_Dataset_
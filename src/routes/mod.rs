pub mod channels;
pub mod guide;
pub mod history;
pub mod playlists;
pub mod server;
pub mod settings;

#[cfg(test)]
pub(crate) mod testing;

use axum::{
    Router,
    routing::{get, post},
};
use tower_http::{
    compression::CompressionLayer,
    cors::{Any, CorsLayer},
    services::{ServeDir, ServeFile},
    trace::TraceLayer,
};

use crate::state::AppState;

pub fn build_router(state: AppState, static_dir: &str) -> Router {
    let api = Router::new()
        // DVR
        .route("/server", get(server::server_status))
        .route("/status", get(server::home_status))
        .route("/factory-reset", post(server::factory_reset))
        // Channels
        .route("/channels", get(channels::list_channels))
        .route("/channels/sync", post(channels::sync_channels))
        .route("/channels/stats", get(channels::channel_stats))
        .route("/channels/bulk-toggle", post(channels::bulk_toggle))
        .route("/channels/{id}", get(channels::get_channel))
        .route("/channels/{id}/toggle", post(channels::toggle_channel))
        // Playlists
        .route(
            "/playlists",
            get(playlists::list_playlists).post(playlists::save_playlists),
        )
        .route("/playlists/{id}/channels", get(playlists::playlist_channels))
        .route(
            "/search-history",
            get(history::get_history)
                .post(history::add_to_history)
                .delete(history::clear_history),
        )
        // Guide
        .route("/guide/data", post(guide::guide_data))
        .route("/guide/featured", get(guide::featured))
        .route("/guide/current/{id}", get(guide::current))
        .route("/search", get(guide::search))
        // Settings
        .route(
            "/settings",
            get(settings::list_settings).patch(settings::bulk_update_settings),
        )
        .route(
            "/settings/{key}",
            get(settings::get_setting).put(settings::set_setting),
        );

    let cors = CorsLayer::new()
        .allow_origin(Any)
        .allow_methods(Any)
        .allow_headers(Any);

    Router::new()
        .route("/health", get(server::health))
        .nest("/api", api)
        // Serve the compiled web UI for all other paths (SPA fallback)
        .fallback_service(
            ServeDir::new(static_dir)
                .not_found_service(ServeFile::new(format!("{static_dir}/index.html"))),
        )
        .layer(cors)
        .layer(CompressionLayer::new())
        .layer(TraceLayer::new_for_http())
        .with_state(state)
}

_What is expected_
Your reply should be every line of the material, transcribed exactly.

_Response area_
filename src/routes/mod.rs
pub mod channels;
pub mod guide;
pub mod history;
pub mod playlists;
pub mod server;
pub mod settings;

#[cfg(test)]
pub(crate) mod testing;

use axum::{
    Router,
    routing::{get, post},
};
use tower_http::{
    compression::CompressionLayer,
    cors::{Any, CorsLayer},
    services::{ServeDir, ServeFile},
    trace::TraceLayer,
};

use crate::state::AppState;

pub fn build_router(state: AppState, static_dir: &str) -> Router {
    let api = Router::new()
        // DVR
        .route("/server", get(server::server_status))
        .route("/status", get(server::home_status))
        .route("/factory-reset", post(server::factory_reset))
        // Channels
        .route("/channels", get(channels::list_channels))
        .route("/channels/sync", post(channels::sync_channels))
        .route("/channels/stats", get(channels::channel_stats))
        .route("/channels/bulk-toggle", post(channels::bulk_toggle))
        .route("/channels/{id}", get(channels::get_channel))
        .route("/channels/{id}/toggle", post(channels::toggle_channel))
        // Playlists
        .route(
            "/playlists",
            get(playlists::list_playlists).post(playlists::save_playlists),
        )
        .route("/playlists/{id}/channels", get(playlists::playlist_channels))
        .route(
            "/search-history",
            get(history::get_history)
                .post(history::add_to_history)
                .delete(history::clear_history),
        )
        // Guide
        .route("/guide/data", post(guide::guide_data))
        .route("/guide/featured", get(guide::featured))
        .route("/guide/current/{id}", get(guide::current))
        .route("/search", get(guide::search))
        // Settings
        .route(
            "/settings",
            get(settings::list_settings).patch(settings::bulk_update_settings),
        )
        .route(
            "/settings/{key}",
            get(settings::get_setting).put(settings::set_setting),
        );

    let cors = CorsLayer::new()
        .allow_origin(Any)
        .allow_methods(Any)
        .allow_headers(Any);

    Router::new()
        .route("/health", get(server::health))
        .nest("/api", api)
        // Serve the compiled web UI for all other paths (SPA fallback)
        .fallback_service(
            ServeDir::new(static_dir)
                .not_found_service(ServeFile::new(format!("{static_dir}/index.html"))),
        )
        .layer(cors)
        .layer(CompressionLayer::new())
        .layer(TraceLayer::new_for_http())
        .with_state(state)
}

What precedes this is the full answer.